Data to use ::
= Beginning of Section =
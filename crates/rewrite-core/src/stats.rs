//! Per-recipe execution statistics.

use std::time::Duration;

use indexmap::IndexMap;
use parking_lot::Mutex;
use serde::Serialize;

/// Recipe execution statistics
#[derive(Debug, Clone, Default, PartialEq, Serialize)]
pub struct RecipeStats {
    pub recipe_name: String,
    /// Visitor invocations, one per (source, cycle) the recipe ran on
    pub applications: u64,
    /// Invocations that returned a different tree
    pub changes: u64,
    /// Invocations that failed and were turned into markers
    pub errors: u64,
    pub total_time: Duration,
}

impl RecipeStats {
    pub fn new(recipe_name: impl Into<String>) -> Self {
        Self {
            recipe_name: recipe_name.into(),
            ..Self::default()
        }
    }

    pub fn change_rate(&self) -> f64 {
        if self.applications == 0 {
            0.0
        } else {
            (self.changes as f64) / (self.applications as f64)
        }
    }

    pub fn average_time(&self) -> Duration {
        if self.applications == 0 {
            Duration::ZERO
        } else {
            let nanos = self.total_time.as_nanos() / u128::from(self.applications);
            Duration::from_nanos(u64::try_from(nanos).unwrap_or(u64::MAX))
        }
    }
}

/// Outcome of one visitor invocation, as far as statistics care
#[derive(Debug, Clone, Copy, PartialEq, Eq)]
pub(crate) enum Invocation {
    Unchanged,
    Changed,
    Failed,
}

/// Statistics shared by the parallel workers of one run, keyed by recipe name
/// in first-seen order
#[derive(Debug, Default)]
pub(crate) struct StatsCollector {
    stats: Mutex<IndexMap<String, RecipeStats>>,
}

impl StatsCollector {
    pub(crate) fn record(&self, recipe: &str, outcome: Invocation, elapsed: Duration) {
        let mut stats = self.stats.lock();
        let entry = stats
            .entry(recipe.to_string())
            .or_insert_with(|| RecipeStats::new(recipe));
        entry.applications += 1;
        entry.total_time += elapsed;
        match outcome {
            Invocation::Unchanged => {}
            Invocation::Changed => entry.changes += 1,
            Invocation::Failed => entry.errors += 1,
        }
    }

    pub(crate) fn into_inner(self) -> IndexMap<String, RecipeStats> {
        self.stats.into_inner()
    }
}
= End of Section =
Aim of the exercise ::
Where in the records does the word "Debug" appear? Copy each line that holds it.

Your response ::
#[derive(Debug, Clone, Default, PartialEq, Serialize)]
#[derive(Debug, Clone, Copy, PartialEq, Eq)]
#[derive(Debug, Default)]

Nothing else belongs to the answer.